En aguas del canal de Beagle, en un pequeño islote a pocos kilómetros del puerto de Ushuaia, hay un faro muy fotografiado de apenas 11 metros que por lo general se confunde con el del “fin del mundo”. Sin embargo es el faro Les Eclaireurs, levantado en 1920 y llamado igual que la isla donde está emplazado, bautizada por el capitán de fragata francés Luis Fernando Martial, quien navegó el canal entre 1882 y 1883. Es visitado por casi todos los viajeros que llegan a Ushuaia, ya que es parte del circuito de las navegaciones clásicas por el canal de Beagle. La navegación parte desde el puerto de la bahía de Ushuaia, un extraño lugar donde conviven lujosos transatlánticos, fantasmales barcos abandonados y carcomidos por el óxido, y barquitos pesqueros que al lado de algún gigante parecen un cascarón de nuez. Es un legendario puerto donde algo en el paisaje melancólico y frío subraya que uno está en la Patagonia más austral y remota, después de la cual no parece haber nada más, salvo el frío, el viento y la soledad. Es la sensación física de estar observando el fin del mundo.
El verdadero “faro del fin del mundo”, el que inspiró a Julio Verne en 1905 para su historia póstuma de una docena de piratas que atacaban a un grupo de tres argentinos, está en la Isla de los Estados, a 300 kilómetros de Ushuaia. Allí ya no es tan fácil llegar, y se necesita una excursión en un crucero turístico de aventura, de esos que no tienen ni casino ni discotecas. El archipiélago de la Isla de los Estados es algo así como la antesala de la Antártida, el último contacto que tienen los viajeros con la “civilización” –muy escasa por cierto, reducida a un faro y cuatro hombres–, antes de internarse en los misterios del continente blanco. Y aunque Julio Verne nunca estuvo allí, en la novela hay una ajustada descripción de ese inhóspito lugar.

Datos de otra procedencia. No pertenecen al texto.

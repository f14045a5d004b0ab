//! Case Control Hardware Library
//!
//! Provides the color model, wire protocol and serial link for the
//! microcontroller that drives the case RGB lighting and the 20x4
//! character LCD.

pub mod color;
pub mod error;
pub mod link;

pub use color::Rgb;
pub use error::{Error, Result};
pub use link::{Connector, DeviceLink, SerialConnector, Tag};

/// LCD geometry in characters.
pub const LCD_WIDTH: usize = 20;
pub const LCD_HEIGHT: usize = 4;

/// Baud rate the controller firmware listens on.
pub const DEFAULT_BAUD_RATE: u32 = 115_200;
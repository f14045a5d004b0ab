//! Line-oriented console on stdin.

use clap::{Parser, Subcommand};
use std::fmt::Write;
use std::io::BufRead;
use std::sync::Arc;
use tokio::sync::mpsc;
use tracing::{debug, warn};

use crate::state::{SharedState, StateError};

#[derive(Parser, Debug)]
#[command(name = "casecontrol", no_binary_name = true)]
#[command(about = "Case lighting and LCD console")]
struct ConsoleLine {
    #[command(subcommand)]
    command: Command,
}

#[derive(Subcommand, Debug)]
enum Command {
    /// Case lighting commands
    Case {
        #[command(subcommand)]
        action: CaseCommand,
    },
    /// LCD commands
    Lcd {
        #[command(subcommand)]
        action: LcdCommand,
    },
    /// Show the current settings
    Info,
    /// Turn everything off and quit
    #[command(alias = "quit")]
    Exit,
}

#[derive(Subcommand, Debug)]
enum CaseCommand {
    /// Select the lighting mode
    Mode {
        /// Mode: off, static, fade
        name: String,
    },
    /// Set the static color
    Color {
        /// R/G/B, #RRGGBB or a color name
        color: String,
    },
    /// Fade settings
    Fade {
        #[command(subcommand)]
        action: FadeCommand,
    },
}

#[derive(Subcommand, Debug)]
enum FadeCommand {
    /// Append a color to the fade list
    Add {
        /// R/G/B, #RRGGBB or a color name
        color: String,
    },
    /// Remove the color at an index
    #[command(alias = "delete")]
    Del {
        /// Zero-based position in the fade list
        index: usize,
    },
    /// Remove every color from the fade list
    Clear,
    /// Set the ticks spent fading between colors (10-200)
    Ticks {
        #[arg(allow_negative_numbers = true)]
        ticks: i64,
    },
    /// Set the ticks spent holding each color (0-200)
    Pause {
        #[arg(allow_negative_numbers = true)]
        ticks: i64,
    },
    /// Saved fade lists
    Set {
        #[command(subcommand)]
        action: FadeSetCommand,
    },
}

#[derive(Subcommand, Debug)]
enum FadeSetCommand {
    /// Save the fade list under a name
    Save { name: String },
    /// Replace the fade list with a saved one
    Load { name: String },
    /// Delete a saved list
    #[command(alias = "delete")]
    Del { name: String },
    /// List saved lists
    List,
}

#[derive(Subcommand, Debug)]
enum LcdCommand {
    /// Select the LCD mode
    Mode {
        /// Mode: off, static, clock, temps, text, standings
        name: String,
    },
    /// Set the backlight color
    Color {
        /// R/G/B, #RRGGBB or a color name
        color: String,
    },
}

/// Result of one console line.
#[derive(Debug, PartialEq, Eq)]
pub enum Outcome {
    /// Text to show the user.
    Reply(String),
    /// The user asked to quit.
    Exit,
}

/// Parses and applies one console line.
pub fn run_line(state: &SharedState, line: &str) -> Outcome {
    let words: Vec<&str> = line.split_whitespace().collect();
    if words.is_empty() {
        return Outcome::Reply(String::new());
    }

    let parsed = match ConsoleLine::try_parse_from(words) {
        Ok(parsed) => parsed,
        Err(e) => return Outcome::Reply(e.to_string().trim_end().to_string()),
    };

    let reply = match parsed.command {
        Command::Exit => return Outcome::Exit,
        Command::Info => Ok(info(state)),
        Command::Case { action } => handle_case(state, action),
        Command::Lcd { action } => handle_lcd(state, action),
    };
    Outcome::Reply(reply.unwrap_or_else(|e| e.to_string()))
}

fn handle_case(state: &SharedState, action: CaseCommand) -> Result<String, StateError> {
    match action {
        CaseCommand::Mode { name } => {
            let mode = state.set_case_mode(&name)?;
            Ok(format!("Case mode set to {}", mode))
        }
        CaseCommand::Color { color } => {
            let color = state.set_case_color(&color)?;
            Ok(format!("Case color set to {}", color))
        }
        CaseCommand::Fade { action } => handle_fade(state, action),
    }
}

fn handle_fade(state: &SharedState, action: FadeCommand) -> Result<String, StateError> {
    match action {
        FadeCommand::Add { color } => {
            let len = state.add_fade_color(&color)?;
            Ok(format!("Added {} ({} colors)", color, len))
        }
        FadeCommand::Del { index } => {
            let removed = state.remove_fade_color(index)?;
            Ok(format!("Removed {}", removed))
        }
        FadeCommand::Clear => {
            state.clear_fade_colors();
            Ok("Fade list cleared".to_string())
        }
        FadeCommand::Ticks { ticks } => {
            let stored = state.set_fade_ticks(ticks);
            Ok(format!("Fade ticks set to {}", stored))
        }
        FadeCommand::Pause { ticks } => {
            let stored = state.set_pause_ticks(ticks);
            Ok(format!("Pause ticks set to {}", stored))
        }
        FadeCommand::Set { action } => match action {
            FadeSetCommand::Save { name } => {
                let len = state.save_fade_set(&name)?;
                Ok(format!("Saved {} colors as '{}'", len, name))
            }
            FadeSetCommand::Load { name } => {
                let len = state.load_fade_set(&name)?;
                Ok(format!("Loaded '{}' ({} colors)", name, len))
            }
            FadeSetCommand::Del { name } => {
                state.delete_fade_set(&name)?;
                Ok(format!("Deleted '{}'", name))
            }
            FadeSetCommand::List => {
                let sets = state.fade_sets();
                if sets.is_empty() {
                    return Ok("No saved fade sets".to_string());
                }
                Ok(sets
                    .iter()
                    .map(|(name, colors)| format!("{}: {}", name, join_colors(colors)))
                    .collect::<Vec<_>>()
                    .join("\n"))
            }
        },
    }
}

fn handle_lcd(state: &SharedState, action: LcdCommand) -> Result<String, StateError> {
    match action {
        LcdCommand::Mode { name } => {
            let mode = state.set_lcd_mode(&name)?;
            Ok(format!("LCD mode set to {}", mode))
        }
        LcdCommand::Color { color } => {
            let color = state.set_lcd_color(&color)?;
            Ok(format!("LCD color set to {}", color))
        }
    }
}

fn join_colors(colors: &[casecontrol_hw::Rgb]) -> String {
    colors
        .iter()
        .map(|c| c.to_string())
        .collect::<Vec<_>>()
        .join(", ")
}

fn info(state: &SharedState) -> String {
    let settings = state.settings();
    let output = state.output();

    let mut out = String::new();
    let _ = writeln!(out, "Case:");
    let _ = writeln!(out, "  Mode: {}", settings.case_mode);
    let _ = writeln!(out, "  Static color: {}", settings.case_static_color);
    let _ = writeln!(out, "  Fade colors: [{}]", join_colors(&settings.case_fade_colors));
    let _ = writeln!(
        out,
        "  Fade ticks: {}, pause ticks: {}",
        settings.case_fade_ticks, settings.case_pause_ticks
    );
    let _ = writeln!(out, "  Current color: {}", output.case_color);
    let names: Vec<&str> = settings.saved_fade_sets.keys().map(String::as_str).collect();
    let _ = writeln!(out, "  Saved fade sets: {}", names.join(", "));
    let _ = writeln!(out, "LCD:");
    let _ = writeln!(out, "  Mode: {}", settings.lcd_mode);
    let _ = writeln!(out, "  Static color: {}", settings.lcd_static_color);
    let _ = write!(out, "  Current color: {}", output.lcd_color);
    out
}

/// Forwards stdin lines from a plain thread, so a pending read never holds
/// up runtime shutdown.
fn spawn_stdin_reader() -> mpsc::UnboundedReceiver<String> {
    let (tx, rx) = mpsc::unbounded_channel();
    std::thread::spawn(move || {
        for line in std::io::stdin().lock().lines() {
            match line {
                Ok(line) => {
                    if tx.send(line).is_err() {
                        return;
                    }
                }
                Err(e) => {
                    warn!("Console read failed: {}", e);
                    return;
                }
            }
        }
    });
    rx
}

/// Reads commands from stdin until `exit` or end of input.
pub async fn console_loop(state: Arc<SharedState>) {
    let mut lines = spawn_stdin_reader();
    while let Some(line) = lines.recv().await {
        match run_line(&state, &line) {
            Outcome::Reply(reply) if reply.is_empty() => {}
            Outcome::Reply(reply) => println!("{}", reply),
            Outcome::Exit => {
                println!("Goodbye");
                return;
            }
        }
    }
    debug!("Console input closed");
}
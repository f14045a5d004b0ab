//! External data sources for the LCD.
//!
//! Sources never fail outwards: a missing or garbled input keeps the last
//! good value (or a blank one) so the LCD always has something to show.

mod temps;
mod text;

pub use temps::{Readings, TempsSource};
pub use text::TextFeed;
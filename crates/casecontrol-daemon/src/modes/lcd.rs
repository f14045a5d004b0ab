//! LCD content engine.

use super::glyphs::{big_text, clock_layout};
use super::LcdMode;
use crate::sensors::{Readings, TempsSource, TextFeed};
use crate::standings::StandingsBoard;
use crate::state::Settings;
use casecontrol_hw::{Rgb, LCD_HEIGHT, LCD_WIDTH};
use chrono::{Local, NaiveDateTime, Timelike};

/// Four lines of LCD text. Lines may be longer than the display; they are
/// cut when encoded for the wire.
pub type LcdText = [String; LCD_HEIGHT];

/// Degree sign in the LCD's character set.
pub const DEGREE: char = '\u{df}';

/// Returns four empty lines.
pub fn blank_text() -> LcdText {
    Default::default()
}

/// Data the content modes draw from.
pub struct LcdSources {
    pub temps: TempsSource,
    pub text: TextFeed,
    pub standings: StandingsBoard,
}

/// Computes the LCD color and text for the active mode.
#[derive(Debug, Clone, Copy, PartialEq, Eq)]
pub enum LcdEngine {
    Off,
    Static,
    Clock,
    Temps,
    Text,
    Standings,
}

impl LcdEngine {
    /// Creates a fresh engine for a mode.
    pub fn new(mode: LcdMode) -> Self {
        match mode {
            LcdMode::Off => LcdEngine::Off,
            LcdMode::Static => LcdEngine::Static,
            LcdMode::Clock => LcdEngine::Clock,
            LcdMode::Temps => LcdEngine::Temps,
            LcdMode::Text => LcdEngine::Text,
            LcdMode::Standings => LcdEngine::Standings,
        }
    }

    /// Returns the mode this engine implements.
    pub fn mode(&self) -> LcdMode {
        match self {
            LcdEngine::Off => LcdMode::Off,
            LcdEngine::Static => LcdMode::Static,
            LcdEngine::Clock => LcdMode::Clock,
            LcdEngine::Temps => LcdMode::Temps,
            LcdEngine::Text => LcdMode::Text,
            LcdEngine::Standings => LcdMode::Standings,
        }
    }

    /// Computes the backlight color.
    pub fn color(&self, settings: &Settings) -> Rgb {
        match self {
            LcdEngine::Off => Rgb::BLACK,
            _ => settings.lcd_static_color,
        }
    }

    /// Computes the text for one tick.
    pub fn text(&self, sources: &mut LcdSources) -> LcdText {
        match self {
            LcdEngine::Off | LcdEngine::Static => blank_text(),
            LcdEngine::Clock => clock_text(Local::now().naive_local()),
            LcdEngine::Temps => temps_text(&sources.temps.sample()),
            LcdEngine::Text => sources.text.read(),
            LcdEngine::Standings => sources.standings.text(),
        }
    }
}

/// Date and seconds on the first line, the time in large digits below.
pub fn clock_text(now: NaiveDateTime) -> LcdText {
    let date = now.format("%A, %b %-d").to_string();
    let seconds = now.format("%S").to_string();
    let pad = LCD_WIDTH.saturating_sub(date.chars().count());

    let (_, hour) = now.hour12();
    let [top, middle, bottom] = big_text(&clock_layout(hour, now.minute()));
    [format!("{date}{seconds:>pad$}"), top, middle, bottom]
}

/// Fan speed and temperatures, one reading group per line.
pub fn temps_text(readings: &Readings) -> LcdText {
    let [cpu0, cpu1, board, gpu] = readings.temps;
    [
        format!("Fan: {} RPM", readings.fan),
        format!("CPU: {cpu0}{DEGREE}C {cpu1}{DEGREE}C"),
        format!("     {board}{DEGREE}C"),
        format!("GPU: {gpu}{DEGREE}C"),
    ]
}

#[cfg(test)]
mod tests {
    use super::*;
    use chrono::NaiveDate;
    use std::time::Duration;

    fn sources() -> LcdSources {
        LcdSources {
            temps: TempsSource::new("/nonexistent/%Y%m%d.csv", Duration::ZERO),
            text: TextFeed::new("/nonexistent/notes.txt"),
            standings: StandingsBoard::new(),
        }
    }

    fn at(h: u32, m: u32, s: u32) -> NaiveDateTime {
        NaiveDate::from_ymd_opt(2016, 2, 3)
            .unwrap()
            .and_hms_opt(h, m, s)
            .unwrap()
    }

    #[test]
    fn test_off_and_static() {
        let settings = Settings {
            lcd_static_color: Rgb::new(0, 0, 90),
            ..Settings::default()
        };
        let mut sources = sources();

        let off = LcdEngine::new(LcdMode::Off);
        assert_eq!(off.color(&settings), Rgb::BLACK);
        assert_eq!(off.text(&mut sources), blank_text());

        let fixed = LcdEngine::new(LcdMode::Static);
        assert_eq!(fixed.color(&settings), Rgb::new(0, 0, 90));
        assert_eq!(fixed.text(&mut sources), blank_text());
    }

    #[test]
    fn test_clock_date_line() {
        let text = clock_text(at(21, 7, 9));
        assert_eq!(text[0], "Wednesday, Feb 3  09");
        assert_eq!(text[0].chars().count(), LCD_WIDTH);
    }

    #[test]
    fn test_clock_digits() {
        let text = clock_text(at(21, 7, 9));
        let expected = big_text("     9 : 0 7");
        assert_eq!(text[1..], expected[..]);

        // Noon shows as 12, midnight as 12 too
        let noon = clock_text(at(12, 30, 0));
        assert_eq!(noon[1..], big_text(" 1 2 : 3 0")[..]);
        let midnight = clock_text(at(0, 0, 0));
        assert_eq!(midnight[1..], big_text(" 1 2 : 0 0")[..]);
    }

    #[test]
    fn test_temps_lines() {
        let readings = Readings {
            temps: [41, 43, 35, 60],
            fan: 1200,
        };
        let text = temps_text(&readings);
        assert_eq!(text[0], "Fan: 1200 RPM");
        assert_eq!(text[1], "CPU: 41\u{df}C 43\u{df}C");
        assert_eq!(text[2], "     35\u{df}C");
        assert_eq!(text[3], "GPU: 60\u{df}C");
    }

    #[test]
    fn test_temps_without_log_shows_zeros() {
        let text = LcdEngine::new(LcdMode::Temps).text(&mut sources());
        assert_eq!(text[0], "Fan: 0 RPM");
        assert_eq!(text[3], "GPU: 0\u{df}C");
    }

    #[test]
    fn test_mode_round_trip() {
        for mode in LcdMode::ALL {
            assert_eq!(LcdEngine::new(mode).mode(), mode);
        }
    }
}
//! Rate limiting for repeated warnings.

use std::fmt::Display;
use std::time::{Duration, Instant};
use tracing::{info, warn};

/// Minimum time between two warnings of one failure streak.
const LOG_INTERVAL: Duration = Duration::from_secs(60);

/// Logs the first failure of a streak, then at most one summary a minute.
pub struct WarnThrottle {
    context: &'static str,
    streak: u32,
    suppressed: u32,
    last_log: Instant,
}

impl WarnThrottle {
    pub fn new(context: &'static str) -> Self {
        Self {
            context,
            streak: 0,
            suppressed: 0,
            last_log: Instant::now(),
        }
    }

    /// Records a failure, logging it if due. Returns true if it was logged.
    pub fn failure(&mut self, error: &dyn Display) -> bool {
        self.streak = self.streak.saturating_add(1);
        let elapsed = self.last_log.elapsed();
        if self.streak > 1 && elapsed < LOG_INTERVAL {
            self.suppressed = self.suppressed.saturating_add(1);
            return false;
        }

        if self.suppressed > 0 {
            warn!(
                "{} (repeated {} times in {:?}): {}",
                self.context, self.suppressed, elapsed, error
            );
        } else {
            warn!("{}: {}", self.context, error);
        }
        self.last_log = Instant::now();
        self.suppressed = 0;
        true
    }

    /// Ends a failure streak.
    pub fn success(&mut self) {
        if self.streak > 1 {
            info!("{} cleared after {} failures", self.context, self.streak);
        }
        self.streak = 0;
        self.suppressed = 0;
    }

    /// Failures since the last success.
    #[cfg(test)]
    pub fn streak(&self) -> u32 {
        self.streak
    }

    /// Failures not logged since the last warning.
    #[cfg(test)]
    pub fn suppressed(&self) -> u32 {
        self.suppressed
    }
}

#[cfg(test)]
mod tests {
    use super::*;

    #[test]
    fn test_streak_logs_once() {
        let mut throttle = WarnThrottle::new("Link error");
        assert!(throttle.failure(&"first"));
        assert!(!throttle.failure(&"second"));
        assert!(!throttle.failure(&"third"));
        assert_eq!(throttle.suppressed, 2);

        // A new streak logs right away
        throttle.success();
        assert!(throttle.failure(&"again"));
    }

    #[test]
    fn test_summary_after_interval() {
        let mut throttle = WarnThrottle::new("Link error");
        throttle.failure(&"first");
        throttle.failure(&"second");
        throttle.last_log = Instant::now() - LOG_INTERVAL;
        assert!(throttle.failure(&"third"));
        assert_eq!(throttle.suppressed, 0);
    }

    #[test]
    fn test_endless_streak_saturates() {
        let mut throttle = WarnThrottle::new("Link error");
        throttle.failure(&"first");
        throttle.streak = u32::MAX;
        throttle.suppressed = u32::MAX;
        assert!(!throttle.failure(&"again"));
        assert_eq!(throttle.streak(), u32::MAX);
        assert_eq!(throttle.suppressed(), u32::MAX);
    }
}
//! Tick scheduler: runs the mode engines and publishes their outputs.

use std::sync::Arc;
use std::time::Duration;
use tokio::sync::watch;
use tokio::time::MissedTickBehavior;
use tracing::debug;

use crate::modes::{CaseEngine, LcdEngine, LcdSources};
use crate::state::{Output, SharedState};

/// Owns the active engines and steps them once per tick.
pub struct ModeRunner {
    case: CaseEngine,
    lcd: LcdEngine,
    sources: LcdSources,
}

impl ModeRunner {
    /// Creates a runner with engines for the currently selected modes.
    pub fn new(state: &SharedState, sources: LcdSources) -> Self {
        let settings = state.settings();
        Self {
            case: CaseEngine::new(settings.case_mode),
            lcd: LcdEngine::new(settings.lcd_mode),
            sources,
        }
    }

    /// Computes one frame and stores it in the shared state.
    pub fn tick(&mut self, state: &SharedState) {
        let settings = state.settings();

        if self.case.mode() != settings.case_mode {
            debug!("Case engine {} -> {}", self.case.mode(), settings.case_mode);
            self.case = CaseEngine::new(settings.case_mode);
        }
        if self.lcd.mode() != settings.lcd_mode {
            debug!("LCD engine {} -> {}", self.lcd.mode(), settings.lcd_mode);
            self.lcd = LcdEngine::new(settings.lcd_mode);
        }

        let output = Output {
            case_color: self.case.color(&settings),
            lcd_color: self.lcd.color(&settings),
            lcd_text: self.lcd.text(&mut self.sources),
        };
        state.set_output(output);
    }
}

/// Ticks the runner at a fixed period until shutdown.
pub async fn scheduler_loop(
    state: Arc<SharedState>,
    mut runner: ModeRunner,
    period: Duration,
    mut shutdown: watch::Receiver<bool>,
) {
    let mut interval = tokio::time::interval(period);
    interval.set_missed_tick_behavior(MissedTickBehavior::Delay);

    loop {
        tokio::select! {
            _ = interval.tick() => {}
            changed = shutdown.changed() => {
                if changed.is_err() {
                    break;
                }
            }
        }
        if *shutdown.borrow() {
            break;
        }
        runner.tick(&state);
    }
    debug!("Scheduler stopped");
}

#[cfg(test)]
mod tests {
    use super::*;
    use crate::modes::blank_text;
    use crate::sensors::{TempsSource, TextFeed};
    use crate::standings::StandingsBoard;
    use casecontrol_hw::Rgb;

    fn runner(state: &SharedState) -> ModeRunner {
        let sources = LcdSources {
            temps: TempsSource::new("/nonexistent/%Y%m%d.csv", Duration::ZERO),
            text: TextFeed::new("/nonexistent/notes.txt"),
            standings: StandingsBoard::new(),
        };
        ModeRunner::new(state, sources)
    }

    fn fade_state() -> SharedState {
        let state = SharedState::in_memory();
        state.add_fade_color("255/0/0").unwrap();
        state.add_fade_color("0/255/0").unwrap();
        state.set_fade_ticks(10);
        state.set_pause_ticks(0);
        state.set_case_mode("fade").unwrap();
        state
    }

    #[test]
    fn test_fade_end_to_end() {
        let state = fade_state();
        let mut runner = runner(&state);

        for _ in 0..5 {
            runner.tick(&state);
        }
        assert_eq!(state.output().case_color, Rgb::new(127, 127, 0));

        for _ in 5..10 {
            runner.tick(&state);
        }
        assert_eq!(state.output().case_color, Rgb::new(0, 255, 0));

        // Wrap: progress restarts from green and heads back to red
        runner.tick(&state);
        assert_eq!(state.output().case_color, Rgb::new(0, 255, 0));
        runner.tick(&state);
        assert_eq!(state.output().case_color, Rgb::new(25, 229, 0));
    }

    #[test]
    fn test_mode_switch_restarts_fade() {
        let state = fade_state();
        let mut runner = runner(&state);
        for _ in 0..7 {
            runner.tick(&state);
        }

        state.set_case_mode("off").unwrap();
        runner.tick(&state);
        assert_eq!(state.output().case_color, Rgb::BLACK);

        state.set_case_mode("fade").unwrap();
        runner.tick(&state);
        assert_eq!(state.output().case_color, Rgb::new(229, 25, 0));
    }

    #[test]
    fn test_static_colors_apply_live() {
        let state = SharedState::in_memory();
        state.set_case_mode("static").unwrap();
        state.set_lcd_mode("static").unwrap();
        state.set_case_color("1/2/3").unwrap();
        let mut runner = runner(&state);

        runner.tick(&state);
        assert_eq!(state.output().case_color, Rgb::new(1, 2, 3));

        state.set_case_color("white").unwrap();
        state.set_lcd_color("0/0/200").unwrap();
        runner.tick(&state);
        let output = state.output();
        assert_eq!(output.case_color, Rgb::new(255, 255, 255));
        assert_eq!(output.lcd_color, Rgb::new(0, 0, 200));
        assert_eq!(output.lcd_text, blank_text());
    }

    #[test]
    fn test_standings_placeholder_before_fetch() {
        let state = SharedState::in_memory();
        state.set_lcd_mode("standings").unwrap();
        let mut runner = runner(&state);
        runner.tick(&state);
        assert!(state.output().lcd_text[0].starts_with("Loading"));
    }

    #[tokio::test]
    async fn test_loop_stops_on_shutdown() {
        let state = Arc::new(fade_state());
        let (shutdown_tx, shutdown_rx) = watch::channel(false);
        let handle = tokio::spawn(scheduler_loop(
            state.clone(),
            runner(&state),
            Duration::from_millis(1),
            shutdown_rx,
        ));

        tokio::time::sleep(Duration::from_millis(20)).await;
        shutdown_tx.send(true).unwrap();
        handle.await.unwrap();
        assert_ne!(state.output().case_color, Rgb::BLACK);
    }
}
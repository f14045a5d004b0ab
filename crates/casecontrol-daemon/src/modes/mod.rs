//! Mode system for the case lighting and the LCD.
//!
//! A mode selects which engine computes the output on every tick. Engines
//! are rebuilt whenever the selected mode changes, so switching modes always
//! restarts an animation from its first frame.

mod case;
mod glyphs;
mod lcd;

pub use case::CaseEngine;
pub use lcd::{blank_text, LcdEngine, LcdSources, LcdText};

use crate::state::StateError;
use serde::{Deserialize, Serialize};
use std::str::FromStr;

/// Case lighting modes.
#[derive(Debug, Clone, Copy, PartialEq, Eq, Default, Serialize, Deserialize)]
#[serde(rename_all = "lowercase")]
pub enum CaseMode {
    /// Lights off.
    #[default]
    Off,
    /// Single fixed color.
    Static,
    /// Cross-fade through the fade color list.
    Fade,
}

impl CaseMode {
    /// All case modes in display order.
    pub const ALL: [CaseMode; 3] = [CaseMode::Off, CaseMode::Static, CaseMode::Fade];
}

impl FromStr for CaseMode {
    type Err = StateError;

    fn from_str(s: &str) -> Result<Self, StateError> {
        match s.trim().to_lowercase().as_str() {
            "off" => Ok(CaseMode::Off),
            "static" => Ok(CaseMode::Static),
            "fade" => Ok(CaseMode::Fade),
            _ => Err(StateError::UnknownCaseMode(s.to_string())),
        }
    }
}

impl std::fmt::Display for CaseMode {
    fn fmt(&self, f: &mut std::fmt::Formatter<'_>) -> std::fmt::Result {
        match self {
            CaseMode::Off => write!(f, "off"),
            CaseMode::Static => write!(f, "static"),
            CaseMode::Fade => write!(f, "fade"),
        }
    }
}

/// LCD content modes.
#[derive(Debug, Clone, Copy, PartialEq, Eq, Default, Serialize, Deserialize)]
#[serde(rename_all = "lowercase")]
pub enum LcdMode {
    /// Backlight off, screen blank.
    #[default]
    Off,
    /// Fixed backlight color, blank screen.
    Static,
    /// Date line and a large clock.
    Clock,
    /// Temperatures and fan speed.
    Temps,
    /// First lines of a text file.
    Text,
    /// Division standings.
    Standings,
}

impl LcdMode {
    /// All LCD modes in display order.
    pub const ALL: [LcdMode; 6] = [
        LcdMode::Off,
        LcdMode::Static,
        LcdMode::Clock,
        LcdMode::Temps,
        LcdMode::Text,
        LcdMode::Standings,
    ];
}

impl FromStr for LcdMode {
    type Err = StateError;

    fn from_str(s: &str) -> Result<Self, StateError> {
        match s.trim().to_lowercase().as_str() {
            "off" => Ok(LcdMode::Off),
            "static" => Ok(LcdMode::Static),
            "clock" => Ok(LcdMode::Clock),
            "temps" => Ok(LcdMode::Temps),
            "text" => Ok(LcdMode::Text),
            "standings" | "nhl" => Ok(LcdMode::Standings),
            _ => Err(StateError::UnknownLcdMode(s.to_string())),
        }
    }
}

impl std::fmt::Display for LcdMode {
    fn fmt(&self, f: &mut std::fmt::Formatter<'_>) -> std::fmt::Result {
        match self {
            LcdMode::Off => write!(f, "off"),
            LcdMode::Static => write!(f, "static"),
            LcdMode::Clock => write!(f, "clock"),
            LcdMode::Temps => write!(f, "temps"),
            LcdMode::Text => write!(f, "text"),
            LcdMode::Standings => write!(f, "standings"),
        }
    }
}

/// Joins mode names for help and error messages.
pub fn mode_names<M: std::fmt::Display>(modes: &[M]) -> String {
    modes
        .iter()
        .map(|m| m.to_string())
        .collect::<Vec<_>>()
        .join(", ")
}

#[cfg(test)]
mod tests {
    use super::*;

    #[test]
    fn test_case_mode_from_str() {
        assert_eq!("fade".parse::<CaseMode>().unwrap(), CaseMode::Fade);
        assert_eq!("STATIC".parse::<CaseMode>().unwrap(), CaseMode::Static);
        assert!(matches!(
            "glow".parse::<CaseMode>(),
            Err(StateError::UnknownCaseMode(name)) if name == "glow"
        ));
    }

    #[test]
    fn test_lcd_mode_from_str() {
        assert_eq!("clock".parse::<LcdMode>().unwrap(), LcdMode::Clock);
        assert_eq!("nhl".parse::<LcdMode>().unwrap(), LcdMode::Standings);
        assert!("disco".parse::<LcdMode>().is_err());
    }

    #[test]
    fn test_display_round_trip() {
        for mode in CaseMode::ALL {
            assert_eq!(mode.to_string().parse::<CaseMode>().unwrap(), mode);
        }
        for mode in LcdMode::ALL {
            assert_eq!(mode.to_string().parse::<LcdMode>().unwrap(), mode);
        }
        assert_eq!(mode_names(&CaseMode::ALL), "off, static, fade");
    }
}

El “faro del fin del mundo” es el faro de San Juan Salvamento, también el más antiguo del país, inaugurado el 25 de mayo de 1884 sobre los acantilados del monte Richardson. Tiene forma de caseta octogonal y originalmente fue construido con madera de lenga y unos ventanales de vidrio por donde salían los haces de luz de nueve lámparas belgas de aceite de semilla de colza.
El faro funcionó hasta el 10 de octubre de 1902 en la huracanada costa norte de la isla, donde se registraron oficialmente 21 naufragios, aunque se sabe que existieron muchos más. Sin embargo, el faro fue dado de baja 18 años después porque unas islas cercanas obstruían la visión. Y de inmediato fue reemplazado por el Faro de Año Nuevo, en la cercana isla Observatorio.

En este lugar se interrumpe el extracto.